Aisyah ketika ditanya oleh seorang sahabat tentang bagaimana Nabi, beliau menjawab, “Kana khuluquhul Qur’an”. Ia tidak menjawab bahwa Nabi itu bersorban, berpakaian begini dan begitu. Menandakan, sunnah yang perlu ditiru oleh kita itu lebih kepada ahwal, bukan pakaian atau aksesoris, karena dua hal yang terakhir ini lebih mudah untuk ditiru.

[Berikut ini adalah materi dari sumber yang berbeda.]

use std::{fmt, path::PathBuf, sync::Arc};

use anyhow::Result;
use serde_json::Value;
use shared_logging::{EventRecord, JsonLogger, LogLevel, LogRecord, MemorySink};

use crate::config::TelemetryConfig;

/// Builder for preference telemetry sinks.
pub struct PreferenceTelemetryBuilder {
    component: String,
    log_path: Option<PathBuf>,
    event_path: Option<PathBuf>,
    memory_events: Option<Arc<MemorySink<EventRecord>>>,
    min_level: LogLevel,
}

impl PreferenceTelemetryBuilder {
    /// Creates the builder.
    #[must_use]
    pub fn new(component: impl Into<String>) -> Self {
        Self {
            component: component.into(),
            log_path: None,
            event_path: None,
            memory_events: None,
            min_level: LogLevel::Debug,
        }
    }

    /// Sets the JSON-lines log path.
    #[must_use]
    pub fn log_path(mut self, path: impl Into<PathBuf>) -> Self {
        self.log_path = Some(path.into());
        self
    }

    /// Sets the JSON-lines event path.
    #[must_use]
    pub fn event_path(mut self, path: impl Into<PathBuf>) -> Self {
        self.event_path = Some(path.into());
        self
    }

    /// Drops log records below this level. Events are not affected.
    #[must_use]
    pub const fn min_level(mut self, level: LogLevel) -> Self {
        self.min_level = level;
        self
    }

    /// Mirrors events into an in-memory sink.
    #[must_use]
    pub fn memory_events(mut self, sink: Arc<MemorySink<EventRecord>>) -> Self {
        self.memory_events = Some(sink);
        self
    }

    /// Applies the paths and minimum level from configuration.
    #[must_use]
    pub fn from_config(mut self, config: &TelemetryConfig) -> Self {
        self.log_path.clone_from(&config.log_path);
        self.event_path.clone_from(&config.event_path);
        self.min_level = config.min_level;
        self
    }

    /// Opens the sinks and builds the handle.
    pub fn build(self) -> Result<PreferenceTelemetry> {
        let logger = self.log_path.map(JsonLogger::new).transpose()?;
        let events = self.event_path.map(JsonLogger::new).transpose()?;
        Ok(PreferenceTelemetry {
            inner: Arc::new(TelemetryInner {
                component: self.component,
                logger,
                events,
                memory_events: self.memory_events,
                min_level: self.min_level,
            }),
        })
    }
}

/// Cloneable telemetry handle.
#[derive(Clone)]
pub struct PreferenceTelemetry {
    inner: Arc<TelemetryInner>,
}

impl fmt::Debug for PreferenceTelemetry {
    fn fmt(&self, f: &mut fmt::Formatter<'_>) -> fmt::Result {
        f.debug_struct("PreferenceTelemetry")
            .field("component", &self.inner.component)
            .finish_non_exhaustive()
    }
}

struct TelemetryInner {
    component: String,
    logger: Option<JsonLogger>,
    events: Option<JsonLogger>,
    memory_events: Option<Arc<MemorySink<EventRecord>>>,
    min_level: LogLevel,
}

impl PreferenceTelemetry {
    /// Returns a builder.
    #[must_use]
    pub fn builder(component: impl Into<String>) -> PreferenceTelemetryBuilder {
        PreferenceTelemetryBuilder::new(component)
    }

    /// Writes a structured log line unless `level` is below the minimum.
    pub fn log(&self, level: LogLevel, message: &str, metadata: Value) -> Result<()> {
        if level < self.inner.min_level {
            return Ok(());
        }
        if let Some(logger) = &self.inner.logger {
            let record = LogRecord::new(&self.inner.component, level, message).with_metadata(metadata);
            logger.log(&record)?;
        }
        Ok(())
    }

    /// Emits a domain event.
    pub fn event(&self, event_type: &str, payload: Value) -> Result<()> {
        if self.inner.events.is_none() && self.inner.memory_events.is_none() {
            return Ok(());
        }
        let record = EventRecord::new(&self.inner.component, event_type, payload);
        if let Some(sink) = &self.inner.memory_events {
            sink.push(record.clone());
        }
        if let Some(events) = &self.inner.events {
            events.event(&record)?;
        }
        Ok(())
    }
}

Kembali soal poligami, jangan hanya meniru kalau istri muda itu berarti harus lebih muda, lebih cantik dan bla… bla.. bla. Kita seharusnya lebih teliti, bahwa yang terekam oleh Aisyah itu tidaklah hal-hal yang berbau materi. Aisyah tidak pernah mengingat bokek, miskinnya Nabi, dan sebagainya.

Yang diingat olehnya, semua berdimensi hukum. Misalkan, ketika Rasulullah bertanya, apakah di rumahnya ada makanan? Aisyah menjawab tidak ada. Lalu, Nabi puasa. Ketika Aisyah memiliki makanan enak, Rasul sedang puasa (sunnah), lalu beliau makan makanan kesukaan beliau di rumah Aisyah.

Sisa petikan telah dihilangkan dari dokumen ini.